Hargreaves Lansdown believes the AE programme could better engage younger people if it recognised their other desire: to own a home. It argues savers should have limited access to their pensions in order to fund a deposit.
Long says: "The big problem we have with the younger workforce is they tend not to be interested in pensions. If you're engaging people at an earlier age by saying this is your retirement plan but, not only that, you can use it for your first time house purchase, then what you're doing is focusing the energies and enthusiasm of saving.
"It gets younger people interested and used to pensions far earlier than at the moment."
However, these savers would only be able to use their own contributions and Long suggests there should be a cap on how much they can withdraw for the purchase.
The AE review also questions how to ensure employees remain engaged in pensions when moving jobs, particularly if they have opted for a higher rate than the minimum requirements.
Aegon proposes P45s should include information on their previous pension arrangements, and employees should then automatically be enrolled at that figure or their new employees' contribution rate, whichever is higher.
"This would encourage employees to continue to pay the higher contribution and not dropping down," Smith explains. "If you have it on the P45 that Joe Bloggs paid 10%, then going into this new scheme he still pays that."
However, for some employers there is a waiting period where new employees may not be eligible to join their pension scheme for up to three months.
"The government needs to be much more pro-saving and encourage different behaviours," Smith states. "They could change the legislation and get rid of the waiting period."
Nevertheless, she notes, for some sectors where workers may move around a lot and a pension scheme may not be appropriate, this is a useful tool.
The review also hopes to understand how best to increase savers' contributions into their fund, and if a flexible approach could improve the retirement journey, particularly after total contribution rates hit 8% in April 2019.
This final point is perhaps one of the most important areas, with two-thirds of this week's Pensions Buzz respondents naming it the area that should get the most focus in the review.
The Institute and Faculty of Actuaries (IFoA) believes the adequacy of contributions is pivotal for AE to be a success. It supports nudge policies such as auto-escalation, where contribution rates increase in line with wages, and encouraging employers to reward employees who save more.

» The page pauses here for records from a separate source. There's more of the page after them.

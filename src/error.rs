use thiserror::Error;
use uuid::Uuid;

use crate::domain::Transaction;
use crate::gateway::GatewayError;
use crate::ports::StoreError;
use crate::validation::ValidationError;

/// Coarse classification callers can branch on.
#[derive(Debug, Clone, Copy, PartialEq, Eq)]
pub enum ErrorKind {
    Validation,
    Precondition,
    NotFound,
    InProgress,
    Transient,
    Indeterminate,
    Conflict,
    Reconciliation,
    Cancelled,
    Internal,
}

#[derive(Error, Debug)]
pub enum PaymentError {
    #[error("Validation error: {0}")]
    Validation(#[from] ValidationError),

    #[error("Not found: {0}")]
    NotFound(String),

    #[error("Invalid parent transaction: {0}")]
    InvalidParent(String),

    #[error("Capture of {requested_cents} cents exceeds the {remaining_cents} cents capturable")]
    CaptureExceedsRemaining {
        requested_cents: i64,
        remaining_cents: i64,
    },

    #[error("Refund of {requested_cents} cents exceeds the {remaining_cents} cents refundable")]
    RefundExceedsRemaining {
        requested_cents: i64,
        remaining_cents: i64,
    },

    #[error("Void not allowed: {0}")]
    VoidNotAllowed(String),

    #[error("Payment method {0} has not been verified")]
    PaymentMethodNotVerified(Uuid),

    #[error("Payment method unusable: {0}")]
    PaymentMethodUnusable(String),

    #[error("Operation {0} is already in progress")]
    InProgress(Uuid),

    #[error("Gateway error: {0}")]
    Gateway(#[from] GatewayError),

    /// Recorded with `status=indeterminate`; must be reconciled, not retried.
    #[error("Gateway outcome unknown for transaction {}", .transaction.id)]
    Indeterminate { transaction: Box<Transaction> },

    #[error("Group {root_id} kept changing after {attempts} attempt(s)")]
    Conflict { root_id: Uuid, attempts: u32 },

    /// The gateway acted but the result could not be recorded.
    #[error("Transaction {transaction_id} needs reconciliation: {reason}")]
    Reconciliation { transaction_id: Uuid, reason: String },

    #[error("Operation cancelled")]
    Cancelled,

    #[error("Storage error: {0}")]
    Store(#[from] StoreError),

    #[error("Internal error: {0}")]
    Internal(String),
}

impl PaymentError {
    pub fn kind(&self) -> ErrorKind {
        match self {
            PaymentError::Validation(_) => ErrorKind::Validation,
            PaymentError::NotFound(_) => ErrorKind::NotFound,
            PaymentError::InvalidParent(_)
            | PaymentError::CaptureExceedsRemaining { .. }
            | PaymentError::RefundExceedsRemaining { .. }
            | PaymentError::VoidNotAllowed(_)
            | PaymentError::PaymentMethodNotVerified(_)
            | PaymentError::PaymentMethodUnusable(_) => ErrorKind::Precondition,
            PaymentError::InProgress(_) => ErrorKind::InProgress,
            PaymentError::Gateway(e) => match e {
                GatewayError::Transient { .. } => ErrorKind::Transient,
                GatewayError::Cancelled => ErrorKind::Cancelled,
                GatewayError::Indeterminate(_) | GatewayError::Malformed(_) => {
                    ErrorKind::Indeterminate
                }
                GatewayError::InvalidRequest(_) | GatewayError::Rejected { .. } => {
                    ErrorKind::Validation
                }
                GatewayError::Credentials(_) => ErrorKind::Internal,
            },
            PaymentError::Indeterminate { .. } => ErrorKind::Indeterminate,
            PaymentError::Conflict { .. } => ErrorKind::Conflict,
            PaymentError::Reconciliation { .. } => ErrorKind::Reconciliation,
            PaymentError::Cancelled => ErrorKind::Cancelled,
            PaymentError::Store(StoreError::NotFound(_)) => ErrorKind::NotFound,
            PaymentError::Store(StoreError::Conflict { .. }) => ErrorKind::Conflict,
            PaymentError::Store(_) | PaymentError::Internal(_) => ErrorKind::Internal,
        }
    }

    /// Whether the caller may resubmit with the same idempotency key.
    pub fn is_retryable(&self) -> bool {
        matches!(
            self.kind(),
            ErrorKind::Transient
                | ErrorKind::InProgress
                | ErrorKind::Conflict
                | ErrorKind::Cancelled
        )
    }
}

#[cfg(test)]
mod tests {
    use super::*;

    #[test]
    fn test_validation_error_kind() {
        let error = PaymentError::from(ValidationError::new("amount", "must be greater than zero"));
        assert_eq!(error.kind(), ErrorKind::Validation);
        assert!(!error.is_retryable());
    }

    #[test]
    fn test_unverified_method_is_precondition_not_decline() {
        let error = PaymentError::PaymentMethodNotVerified(Uuid::nil());
        assert_eq!(error.kind(), ErrorKind::Precondition);
        assert!(!error.is_retryable());
    }

    #[test]
    fn test_transient_gateway_error_is_retryable() {
        let error = PaymentError::from(GatewayError::Transient {
            attempts: 4,
            reason: "HTTP 503".to_string(),
        });
        assert_eq!(error.kind(), ErrorKind::Transient);
        assert!(error.is_retryable());
    }

    #[test]
    fn test_reconciliation_is_not_retryable() {
        let error = PaymentError::Reconciliation {
            transaction_id: Uuid::nil(),
            reason: "database unavailable".to_string(),
        };
        assert_eq!(error.kind(), ErrorKind::Reconciliation);
        assert!(!error.is_retryable());
    }

    #[test]
    fn test_store_not_found_maps_to_not_found() {
        let error = PaymentError::from(StoreError::NotFound("transaction".to_string()));
        assert_eq!(error.kind(), ErrorKind::NotFound);
    }

    #[test]
    fn test_database_error_is_internal() {
        let error = PaymentError::from(StoreError::Database(sqlx::Error::RowNotFound));
        assert_eq!(error.kind(), ErrorKind::Internal);
    }
}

President Colin Wilson says contributions need to be addressed as soon as possible before an inadequacy problem comes with an aging population.

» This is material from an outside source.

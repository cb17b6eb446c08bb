pub mod clock;
pub mod sanitize;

"The IFoA has first-hand knowledge of the impact of AE pensions, and of the wider issues surrounding pensions adequacy." He points to an IFoA survey, which showed 42% of savers had done no retirement planning.

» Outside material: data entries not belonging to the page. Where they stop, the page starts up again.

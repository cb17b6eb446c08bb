//! Gateway response parsing.
//!
//! The gateway answers either with an XML document of
//! `<FIELD KEY="...">value</FIELD>` elements or with a flat
//! `KEY=value&KEY=value` body. The format is not announced; it is sniffed from
//! the first non-whitespace byte.

use quick_xml::events::Event;
use quick_xml::Reader;
use std::collections::HashMap;

use super::GatewayError;
use crate::domain::DeclineCategory;

pub const APPROVED_CODE: &str = "00";

const FIELD_TOKEN: &str = "AUTH_GUID";
const FIELD_RESPONSE_CODE: &str = "AUTH_RESP";
const FIELD_APPROVAL_CODE: &str = "AUTH_CODE";
const FIELD_RESPONSE_TEXT: &str = "AUTH_RESP_TEXT";

const ISSUER_UNAVAILABLE_CODES: &[&str] = &["19", "91", "92", "96"];
const HARD_DECLINE_CODES: &[&str] = &[
    "04", "07", "12", "14", "15", "41", "43", "54", "57", "62", "R2", "R3", "R4",
];

/// Normalized result of one gateway exchange.
#[derive(Debug, Clone, PartialEq, Eq)]
pub struct GatewayResponse {
    pub approved: bool,
    pub category: DeclineCategory,
    pub response_code: String,
    pub response_text: Option<String>,
    pub approval_code: Option<String>,
    /// Token issued for this transaction (time-bounded for financial
    /// operations, durable for storage).
    pub token: Option<String>,
    /// Every field as returned, for audit.
    pub fields: HashMap<String, String>,
}

#[derive(Debug, Clone, Copy, PartialEq, Eq)]
enum BodyFormat {
    Xml,
    KeyValue,
}

fn sniff(body: &str) -> Option<BodyFormat> {
    match body.bytes().find(|b| !b.is_ascii_whitespace())? {
        b'<' => Some(BodyFormat::Xml),
        _ => Some(BodyFormat::KeyValue),
    }
}

pub fn classify(code: &str) -> DeclineCategory {
    if code == APPROVED_CODE {
        DeclineCategory::Approved
    } else if ISSUER_UNAVAILABLE_CODES.contains(&code) {
        DeclineCategory::IssuerUnavailable
    } else if HARD_DECLINE_CODES.contains(&code) {
        DeclineCategory::HardDecline
    } else {
        DeclineCategory::SoftDecline
    }
}

pub fn parse_response(body: &str) -> Result<GatewayResponse, GatewayError> {
    let fields = match sniff(body) {
        None => return Err(GatewayError::Malformed("empty response body".to_string())),
        Some(BodyFormat::Xml) => parse_xml_fields(body)?,
        Some(BodyFormat::KeyValue) => parse_key_value_fields(body),
    };

    let response_code = fields
        .get(FIELD_RESPONSE_CODE)
        .map(|code| code.trim().to_string())
        .filter(|code| !code.is_empty())
        .ok_or_else(|| {
            GatewayError::Malformed(format!("response is missing {}", FIELD_RESPONSE_CODE))
        })?;

    let non_empty = |key: &str| {
        fields
            .get(key)
            .map(|v| v.trim().to_string())
            .filter(|v| !v.is_empty())
    };
    let token = non_empty(FIELD_TOKEN);
    let approval_code = non_empty(FIELD_APPROVAL_CODE);
    let response_text = non_empty(FIELD_RESPONSE_TEXT);

    let category = classify(&response_code);
    Ok(GatewayResponse {
        approved: category == DeclineCategory::Approved,
        category,
        response_code,
        response_text,
        approval_code,
        token,
        fields,
    })
}

fn parse_key_value_fields(body: &str) -> HashMap<String, String> {
    url::form_urlencoded::parse(body.trim().as_bytes())
        .map(|(k, v)| (k.into_owned(), v.into_owned()))
        .collect()
}

fn parse_xml_fields(body: &str) -> Result<HashMap<String, String>, GatewayError> {
    let mut reader = Reader::from_str(body);
    reader.trim_text(true);

    let mut fields = HashMap::new();
    let mut current_key: Option<String> = None;

    loop {
        match reader.read_event() {
            Ok(Event::Start(e)) if e.name().as_ref() == b"FIELD" => {
                let key = field_key(&e)?;
                fields.insert(key.clone(), String::new());
                current_key = Some(key);
            }
            Ok(Event::Empty(e)) if e.name().as_ref() == b"FIELD" => {
                fields.insert(field_key(&e)?, String::new());
            }
            Ok(Event::Text(text)) => {
                if let Some(key) = &current_key {
                    let value = text
                        .unescape()
                        .map_err(|e| GatewayError::Malformed(format!("bad field value: {}", e)))?;
                    fields.insert(key.clone(), value.into_owned());
                }
            }
            Ok(Event::End(e)) if e.name().as_ref() == b"FIELD" => current_key = None,
            Ok(Event::Eof) => break,
            Err(e) => {
                return Err(GatewayError::Malformed(format!(
                    "invalid XML at position {}: {}",
                    reader.buffer_position(),
                    e
                )))
            }
            _ => {}
        }
    }

    if current_key.is_some() {
        return Err(GatewayError::Malformed("unterminated FIELD element".to_string()));
    }

    Ok(fields)
}

fn field_key(element: &quick_xml::events::BytesStart<'_>) -> Result<String, GatewayError> {
    let attr = element
        .try_get_attribute("KEY")
        .map_err(|e| GatewayError::Malformed(format!("bad FIELD attribute: {}", e)))?
        .ok_or_else(|| GatewayError::Malformed("FIELD element without KEY".to_string()))?;
    let key = attr
        .unescape_value()
        .map_err(|e| GatewayError::Malformed(format!("bad FIELD key: {}", e)))?;
    Ok(key.into_owned())
}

The institute also notes how contributions will be unequal, despite most employers currently matching or near-matching. The IFoA expresses concern that the AE programme could actually reduce employer contributions.
"This is clearly unsustainable, and we therefore call upon the government to do everything they can to ensure everyone who retires in the UK does so with adequate provision for their old age," Wilson continues.
On the other hand, Salvus' Peacock says now is not the right time to consider changing contributions, and the government has already missed the boat on getting contributions right.
"Matching would have made logical sense from the beginning," he says. "The campaign of 'if I pay in, my boss pays in', implies your boss pays in the same amount. Matching is clearly something that is a positive as an employer and should be at the heart of AE."
Bringing a greater number of people into pensions is clearly one of the industry's major concerns, alongside increasing contributions in the longer term. Yet, consensus on the extent to which both of these should go still needs to be built.